» WORK REQUEST
Write the entries out again. Each one must match exactly.

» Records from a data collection
⟨
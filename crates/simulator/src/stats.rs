//! Per-run statistics.

use crate::computer::Computer;
use crate::message::Message;
use crate::network::percentage;
use hdrhistogram::Histogram;
use netsim_core::SimTime;
use netsim_simulation::Station;
use serde::Serialize;

/// How one computer spent the run.
#[derive(Debug, Clone, PartialEq, Serialize)]
pub struct StationSummary {
    pub computer: Computer,
    pub received: u64,
    pub processed: u64,
    /// Messages still queued at the end of the run.
    pub waiting: usize,
    pub peak_queue_len: usize,
    pub busy_time: f64,
    pub busy_percentage: f64,
}

impl StationSummary {
    pub(crate) fn new(computer: Computer, station: &Station<Message>, now: SimTime) -> Self {
        let busy_time = station.busy_time_at(now);
        Self {
            computer,
            received: station.received(),
            processed: station.processed(),
            waiting: station.queue_len(),
            peak_queue_len: station.peak_queue_len(),
            busy_time,
            busy_percentage: percentage(busy_time, now.as_secs()),
        }
    }
}

/// Time-in-system percentiles, in seconds.
///
/// Recorded in milliseconds with three significant figures.
#[derive(Debug, Clone, Copy, PartialEq, Serialize)]
pub struct TimePercentiles {
    pub p50: f64,
    pub p90: f64,
    pub p99: f64,
    pub max: f64,
}

impl TimePercentiles {
    /// `None` when there are no samples.
    fn from_secs(samples: &[f64]) -> Option<Self> {
        if samples.is_empty() {
            return None;
        }
        let mut histogram = Histogram::<u64>::new(3).ok()?;
        for secs in samples {
            histogram.saturating_record((secs * 1000.0).round() as u64);
        }
        let secs = |millis: u64| millis as f64 / 1000.0;
        Some(Self {
            p50: secs(histogram.value_at_quantile(0.50)),
            p90: secs(histogram.value_at_quantile(0.90)),
            p99: secs(histogram.value_at_quantile(0.99)),
            max: secs(histogram.max()),
        })
    }
}

/// Messages that left the system one way (sent from a source, or rejected).
#[derive(Debug, Clone, PartialEq, Serialize)]
pub struct ClassSummary {
    pub count: u64,
    pub avg_time_in_system: Option<f64>,
    pub avg_wait: Option<f64>,
    /// Share of the time in system spent waiting in queues.
    pub efficiency_coefficient: Option<f64>,
    pub time_in_system: Option<TimePercentiles>,
}

impl ClassSummary {
    pub(crate) fn from_samples(times_in_system: &[f64], waits: &[f64]) -> Self {
        let avg_time_in_system = mean(times_in_system);
        let avg_wait = mean(waits);
        let efficiency_coefficient = match (avg_wait, avg_time_in_system) {
            (Some(wait), Some(total)) if total > 0.0 => Some(wait / total),
            _ => None,
        };
        Self {
            count: times_in_system.len() as u64,
            avg_time_in_system,
            avg_wait,
            efficiency_coefficient,
            time_in_system: TimePercentiles::from_secs(times_in_system),
        }
    }
}

/// Everything measured in one run.
#[derive(Debug, Clone, PartialEq, Serialize)]
pub struct RunSummary {
    /// Clock at termination.
    pub simulated_time: f64,
    pub stations: Vec<StationSummary>,
    pub sent_from_worker: ClassSummary,
    pub sent_from_lazy: ClassSummary,
    pub rejected: ClassSummary,
    /// Time all three computers were busy at once.
    pub joint_work_time: f64,
    pub joint_work_percentage: f64,
}

impl RunSummary {
    pub fn station(&self, computer: Computer) -> Option<&StationSummary> {
        self.stations.iter().find(|s| s.computer == computer)
    }

    /// Messages sent out through the master.
    pub fn sent(&self) -> u64 {
        self.sent_from_worker.count + self.sent_from_lazy.count
    }
}

pub(crate) fn mean(values: &[f64]) -> Option<f64> {
    (!values.is_empty()).then(|| values.iter().sum::<f64>() / values.len() as f64)
}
⟩
» YOUR RESPONSE
filename crates/simulator/src/stats.rs
//! Per-run statistics.

use crate::computer::Computer;
use crate::message::Message;
use crate::network::percentage;
use hdrhistogram::Histogram;
use netsim_core::SimTime;
use netsim_simulation::Station;
use serde::Serialize;

/// How one computer spent the run.
#[derive(Debug, Clone, PartialEq, Serialize)]
pub struct StationSummary {
    pub computer: Computer,
    pub received: u64,
    pub processed: u64,
    /// Messages still queued at the end of the run.
    pub waiting: usize,
    pub peak_queue_len: usize,
    pub busy_time: f64,
    pub busy_percentage: f64,
}

impl StationSummary {
    pub(crate) fn new(computer: Computer, station: &Station<Message>, now: SimTime) -> Self {
        let busy_time = station.busy_time_at(now);
        Self {
            computer,
            received: station.received(),
            processed: station.processed(),
            waiting: station.queue_len(),
            peak_queue_len: station.peak_queue_len(),
            busy_time,
            busy_percentage: percentage(busy_time, now.as_secs()),
        }
    }
}

/// Time-in-system percentiles, in seconds.
///
/// Recorded in milliseconds with three significant figures.
#[derive(Debug, Clone, Copy, PartialEq, Serialize)]
pub struct TimePercentiles {
    pub p50: f64,
    pub p90: f64,
    pub p99: f64,
    pub max: f64,
}

impl TimePercentiles {
    /// `None` when there are no samples.
    fn from_secs(samples: &[f64]) -> Option<Self> {
        if samples.is_empty() {
            return None;
        }
        let mut histogram = Histogram::<u64>::new(3).ok()?;
        for secs in samples {
            histogram.saturating_record((secs * 1000.0).round() as u64);
        }
        let secs = |millis: u64| millis as f64 / 1000.0;
        Some(Self {
            p50: secs(histogram.value_at_quantile(0.50)),
            p90: secs(histogram.value_at_quantile(0.90)),
            p99: secs(histogram.value_at_quantile(0.99)),
            max: secs(histogram.max()),
        })
    }
}

/// Messages that left the system one way (sent from a source, or rejected).
#[derive(Debug, Clone, PartialEq, Serialize)]
pub struct ClassSummary {
    pub count: u64,
    pub avg_time_in_system: Option<f64>,
    pub avg_wait: Option<f64>,
    /// Share of the time in system spent waiting in queues.
    pub efficiency_coefficient: Option<f64>,
    pub time_in_system: Option<TimePercentiles>,
}

impl ClassSummary {
    pub(crate) fn from_samples(times_in_system: &[f64], waits: &[f64]) -> Self {
        let avg_time_in_system = mean(times_in_system);
        let avg_wait = mean(waits);
        let efficiency_coefficient = match (avg_wait, avg_time_in_system) {
            (Some(wait), Some(total)) if total > 0.0 => Some(wait / total),
            _ => None,
        };
        Self {
            count: times_in_system.len() as u64,
            avg_time_in_system,
            avg_wait,
            efficiency_coefficient,
            time_in_system: TimePercentiles::from_secs(times_in_system),
        }
    }
}

/// Everything measured in one run.
#[derive(Debug, Clone, PartialEq, Serialize)]
pub struct RunSummary {
    /// Clock at termination.
    pub simulated_time: f64,
    pub stations: Vec<StationSummary>,
    pub sent_from_worker: ClassSummary,
    pub sent_from_lazy: ClassSummary,
    pub rejected: ClassSummary,
    /// Time all three computers were busy at once.
    pub joint_work_time: f64,
    pub joint_work_percentage: f64,
}

impl RunSummary {
    pub fn station(&self, computer: Computer) -> Option<&StationSummary> {
        self.stations.iter().find(|s| s.computer == computer)
    }

    /// Messages sent out through the master.
    pub fn sent(&self) -> u64 {
        self.sent_from_worker.count + self.sent_from_lazy.count
    }
}

pub(crate) fn mean(values: &[f64]) -> Option<f64> {
    (!values.is_empty()).then(|| values.iter().sum::<f64>() / values.len() as f64)
}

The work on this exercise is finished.